Dataset excerpts:
==============================
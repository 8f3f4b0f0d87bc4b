//! Readiness check backed by a real database round trip.

use crate::state::AppState;
use axum::{
    extract::State,
    response::{IntoResponse, Response},
};
use axum_helpers::server::{HealthCheckFuture, run_health_checks};

pub async fn ready_handler(State(state): State<AppState>) -> Response {
    let checks: Vec<(&str, HealthCheckFuture<'_>)> = vec![(
        "database",
        Box::pin(async {
            database::postgres::check_health(&state.db)
                .await
                .map_err(|e| e.to_string())
        }),
    )];

    match run_health_checks(checks).await {
        Ok((status, json)) => (status, json).into_response(),
        Err((status, json)) => (status, json).into_response(),
    }
}
use std::sync::Arc;
use tracing::instrument;
use uuid::Uuid;
use validator::Validate;

use crate::error::{AccountError, AccountResult};
use crate::models::{CreateUser, User};
use crate::repository::UserRepository;

/// Service layer for user accounts
#[derive(Clone)]
pub struct AccountService<R: UserRepository> {
    repository: Arc<R>,
}

impl<R: UserRepository> AccountService<R> {
    pub fn new(repository: R) -> Self {
        Self {
            repository: Arc::new(repository),
        }
    }

    /// Register a user after validating the input
    #[instrument(skip(self, input), fields(is_staff = input.is_staff))]
    pub async fn register(&self, input: CreateUser) -> AccountResult<User> {
        input
            .validate()
            .map_err(|e| AccountError::Validation(e.to_string()))?;

        self.repository.create(input).await
    }

    #[instrument(skip(self), fields(user_id = %id))]
    pub async fn get_user(&self, id: Uuid) -> AccountResult<User> {
        self.repository
            .get_by_id(id)
            .await?
            .ok_or(AccountError::NotFound(id))
    }

    #[instrument(skip(self, email))]
    pub async fn find_by_email(&self, email: &str) -> AccountResult<Option<User>> {
        self.repository.get_by_email(email).await
    }

    /// Delete a user. Audit references to them are cleared by the store.
    #[instrument(skip(self), fields(user_id = %id))]
    pub async fn remove_user(&self, id: Uuid) -> AccountResult<()> {
        if !self.repository.delete(id).await? {
            return Err(AccountError::NotFound(id));
        }
        Ok(())
    }
}

#[cfg(test)]
mod tests {
    use super::*;
    use crate::repository::MockUserRepository;
    use mockall::predicate;

    #[tokio::test]
    async fn test_register_rejects_invalid_email_without_touching_repository() {
        let mut mock_repo = MockUserRepository::new();
        mock_repo.expect_create().never();

        let service = AccountService::new(mock_repo);
        let result = service.register(CreateUser::new("nope")).await;

        assert!(matches!(result, Err(AccountError::Validation(_))));
    }

    #[tokio::test]
    async fn test_register_passes_through_to_repository() {
        let mut mock_repo = MockUserRepository::new();
        mock_repo
            .expect_create()
            .times(1)
            .returning(|input| Ok(User::new(input)));

        let service = AccountService::new(mock_repo);
        let user = service
            .register(CreateUser::new("Ada@Example.com").with_name("Ada"))
            .await
            .unwrap();

        assert_eq!(user.email, "ada@example.com");
        assert_eq!(user.name, "Ada");
    }

    #[tokio::test]
    async fn test_get_user_not_found() {
        let mut mock_repo = MockUserRepository::new();
        let id = Uuid::now_v7();
        mock_repo
            .expect_get_by_id()
            .with(predicate::eq(id))
            .returning(|_| Ok(None));

        let service = AccountService::new(mock_repo);
        let result = service.get_user(id).await;

        assert!(matches!(result, Err(AccountError::NotFound(missing)) if missing == id));
    }

    #[tokio::test]
    async fn test_remove_missing_user_is_not_found() {
        let mut mock_repo = MockUserRepository::new();
        let id = Uuid::now_v7();
        mock_repo
            .expect_delete()
            .with(predicate::eq(id))
            .returning(|_| Ok(false));

        let service = AccountService::new(mock_repo);

        assert!(matches!(
            service.remove_user(id).await,
            Err(AccountError::NotFound(_))
        ));
    }
}
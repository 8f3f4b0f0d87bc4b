use utoipa::OpenApi;

#[derive(OpenApi)]
#[openapi(
    components(
        schemas(axum_helpers::ErrorResponse)
    ),
    info(
        title = "Catalog API",
        version = "0.1.0",
        description = "Read-only access to published products"
    ),
    nest(
        (path = "/api", api = domain_catalog::handlers::ApiDoc)
    )
)]
pub struct ApiDoc;
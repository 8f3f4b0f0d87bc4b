use axum::{
    Json, Router,
    extract::State,
    http::StatusCode,
    response::{IntoResponse, Response},
    routing::get,
};
use core_config::AppInfo;
use futures::future::join_all;
use serde::Serialize;
use serde_json::{Map, Value, json};
use std::future::Future;
use std::pin::Pin;

#[derive(Serialize)]
pub struct HealthResponse {
    pub status: &'static str,
    pub name: &'static str,
    pub version: &'static str,
}

/// A boxed future for health checks with a string error
pub type HealthCheckFuture<'a> = Pin<Box<dyn Future<Output = Result<(), String>> + Send + 'a>>;

/// Runs readiness checks concurrently.
///
/// Responds 200 with `{"status": "ready", "<name>": "connected", ...}` when all
/// pass, otherwise 503 with the failing checks marked `disconnected`.
pub async fn run_health_checks(
    checks: Vec<(&str, HealthCheckFuture<'_>)>,
) -> Result<(StatusCode, Json<Value>), (StatusCode, Json<Value>)> {
    let names: Vec<_> = checks.iter().map(|(name, _)| *name).collect();
    let futures: Vec<_> = checks.into_iter().map(|(_, check)| check).collect();
    let results = join_all(futures).await;

    let mut body = Map::new();
    let mut all_healthy = true;

    for (name, result) in names.into_iter().zip(results) {
        let status = match result {
            Ok(_) => "connected",
            Err(e) => {
                tracing::error!("Readiness check failed: {} error: {:?}", name, e);
                all_healthy = false;
                "disconnected"
            }
        };
        body.insert(name.to_string(), json!(status));
    }

    body.insert(
        "status".to_string(),
        json!(if all_healthy { "ready" } else { "not ready" }),
    );

    if all_healthy {
        Ok((StatusCode::OK, Json(Value::Object(body))))
    } else {
        Err((StatusCode::SERVICE_UNAVAILABLE, Json(Value::Object(body))))
    }
}

/// Liveness: 200 with app name and version while the process is up.
pub async fn health_handler(State(app): State<AppInfo>) -> Response {
    let response = HealthResponse {
        status: "healthy",
        name: app.name,
        version: app.version,
    };

    (StatusCode::OK, Json(response)).into_response()
}

/// Router serving `/health`.
pub fn health_router(app_info: AppInfo) -> Router {
    Router::new()
        .route("/health", get(health_handler))
        .with_state(app_info)
}

#[cfg(test)]
mod tests {
    use super::*;
    use axum::{body::Body, http::Request};
    use http_body_util::BodyExt;
    use tower::ServiceExt;

    #[tokio::test]
    async fn test_health_router_reports_app_info() {
        let app = health_router(AppInfo {
            name: "catalog_api",
            version: "1.2.3",
        });

        let response = app
            .oneshot(Request::builder().uri("/health").body(Body::empty()).unwrap())
            .await
            .unwrap();
        assert_eq!(response.status(), StatusCode::OK);

        let bytes = response.into_body().collect().await.unwrap().to_bytes();
        let json: Value = serde_json::from_slice(&bytes).unwrap();
        assert_eq!(json["status"], "healthy");
        assert_eq!(json["name"], "catalog_api");
        assert_eq!(json["version"], "1.2.3");
    }

    #[tokio::test]
    async fn test_run_health_checks_all_ok() {
        let checks: Vec<(&str, HealthCheckFuture<'_>)> =
            vec![("database", Box::pin(async { Ok(()) }))];

        let (status, Json(body)) = run_health_checks(checks).await.unwrap();
        assert_eq!(status, StatusCode::OK);
        assert_eq!(body["status"], "ready");
        assert_eq!(body["database"], "connected");
    }

    #[tokio::test]
    async fn test_run_health_checks_failure() {
        let checks: Vec<(&str, HealthCheckFuture<'_>)> = vec![
            ("database", Box::pin(async { Err("refused".to_string()) })),
            ("media", Box::pin(async { Ok(()) })),
        ];

        let (status, Json(body)) = run_health_checks(checks).await.unwrap_err();
        assert_eq!(status, StatusCode::SERVICE_UNAVAILABLE);
        assert_eq!(body["status"], "not ready");
        assert_eq!(body["database"], "disconnected");
        assert_eq!(body["media"], "connected");
    }
}
use super::shutdown::ShutdownCoordinator;
use crate::errors::handlers::{method_not_allowed, not_found};
use crate::http::{cors_layer_from_env, security_headers};
use axum::{Router, middleware};
use core_config::server::ServerConfig;
use std::io;
use tower_http::compression::CompressionLayer;
use tower_http::cors::CorsLayer;
use tower_http::trace::{DefaultMakeSpan, DefaultOnResponse, TraceLayer};
use tracing::{Level, info};
use utoipa::OpenApi;

/// Wraps the API routes with docs, fallbacks and middleware.
///
/// - OpenAPI UIs: `/swagger-ui`, `/redoc`, `/rapidoc`, `/scalar`, spec at `/api-docs/openapi.json`
/// - API routes nested under `/api`
/// - JSON 404 and 405 fallbacks
/// - Request tracing, security headers, CORS, compression
///
/// `CORS_ALLOWED_ORIGIN` must be set (comma-separated origins).
///
/// Health endpoints are merged by the app with [`health_router`](super::health_router).
pub async fn create_router<T>(apis: Router) -> io::Result<Router>
where
    T: OpenApi + 'static,
{
    let cors = cors_layer_from_env()?;
    Ok(build_router::<T>(apis, cors))
}

/// Same as [`create_router`] with an explicit CORS layer.
pub fn build_router<T>(apis: Router, cors: CorsLayer) -> Router
where
    T: OpenApi + 'static,
{
    use utoipa_rapidoc::RapiDoc;
    use utoipa_redoc::{Redoc, Servable as RedocServable};
    use utoipa_scalar::{Scalar, Servable as ScalarServable};
    use utoipa_swagger_ui::SwaggerUi;

    Router::new()
        .merge(SwaggerUi::new("/swagger-ui").url("/api-docs/openapi.json", T::openapi()))
        .merge(Redoc::with_url("/redoc", T::openapi()))
        .merge(RapiDoc::new("/api-docs/openapi.json").path("/rapidoc"))
        .merge(Scalar::with_url("/scalar", T::openapi()))
        .nest("/api", apis.method_not_allowed_fallback(method_not_allowed))
        .fallback(not_found)
        .layer(
            TraceLayer::new_for_http()
                .make_span_with(DefaultMakeSpan::new().level(Level::INFO))
                .on_response(DefaultOnResponse::new().level(Level::INFO)),
        )
        .layer(middleware::from_fn(security_headers))
        .layer(cors)
        .layer(CompressionLayer::new())
}

/// Serve `router` until SIGINT/SIGTERM, then run `cleanup`.
///
/// Cleanup is bounded by `server_config.shutdown_timeout`; if it overruns the
/// process exits anyway.
pub async fn create_production_app<F>(
    router: Router,
    server_config: &ServerConfig,
    cleanup: F,
) -> io::Result<()>
where
    F: std::future::Future<Output = ()> + Send + 'static,
{
    let coordinator = ShutdownCoordinator::new();
    let signal = coordinator.clone();
    let shutdown_timeout = server_config.shutdown_timeout;

    let listener = tokio::net::TcpListener::bind(server_config.address()).await?;
    info!("Server starting on {}", listener.local_addr()?);

    let serve_result = axum::serve(listener, router.into_make_service())
        .with_graceful_shutdown(async move { signal.wait_for_signal().await })
        .await
        .inspect_err(|e| {
            tracing::error!("Server encountered an error: {:?}", e);
        });

    info!("Starting cleanup tasks (timeout: {:?})", shutdown_timeout);
    match tokio::time::timeout(shutdown_timeout, cleanup).await {
        Ok(_) => info!("Cleanup completed successfully"),
        Err(_) => tracing::warn!(
            "Cleanup exceeded timeout of {:?}, forcing shutdown",
            shutdown_timeout
        ),
    }

    serve_result
}

#[cfg(test)]
mod tests {
    use super::*;
    use axum::{
        body::Body,
        http::{Request, StatusCode},
        routing::get,
    };
    use http_body_util::BodyExt;
    use serde_json::Value;
    use tower::ServiceExt;

    #[derive(OpenApi)]
    #[openapi(info(title = "test"))]
    struct TestDoc;

    fn app() -> Router {
        let apis = Router::new().route("/ping", get(|| async { "pong" }));
        build_router::<TestDoc>(apis, CorsLayer::new())
    }

    #[tokio::test]
    async fn test_routes_are_nested_under_api() {
        let response = app()
            .oneshot(Request::builder().uri("/api/ping").body(Body::empty()).unwrap())
            .await
            .unwrap();
        assert_eq!(response.status(), StatusCode::OK);
    }

    #[tokio::test]
    async fn test_unknown_route_returns_json_404() {
        let response = app()
            .oneshot(Request::builder().uri("/nope").body(Body::empty()).unwrap())
            .await
            .unwrap();
        assert_eq!(response.status(), StatusCode::NOT_FOUND);

        let bytes = response.into_body().collect().await.unwrap().to_bytes();
        let json: Value = serde_json::from_slice(&bytes).unwrap();
        assert_eq!(json["error"], "NOT_FOUND");
    }

    #[tokio::test]
    async fn test_wrong_method_returns_405() {
        let response = app()
            .oneshot(
                Request::builder()
                    .method("POST")
                    .uri("/api/ping")
                    .body(Body::empty())
                    .unwrap(),
            )
            .await
            .unwrap();
        assert_eq!(response.status(), StatusCode::METHOD_NOT_ALLOWED);
    }

    #[tokio::test]
    async fn test_openapi_json_is_served() {
        let response = app()
            .oneshot(
                Request::builder()
                    .uri("/api-docs/openapi.json")
                    .body(Body::empty())
                    .unwrap(),
            )
            .await
            .unwrap();
        assert_eq!(response.status(), StatusCode::OK);
    }
}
==============================
◆ Required action ◆
Every line that contains the string "else" should be returned from the data.

◆ Answer for the task ◆
        json!(if all_healthy { "ready" } else { "not ready" }),
    } else {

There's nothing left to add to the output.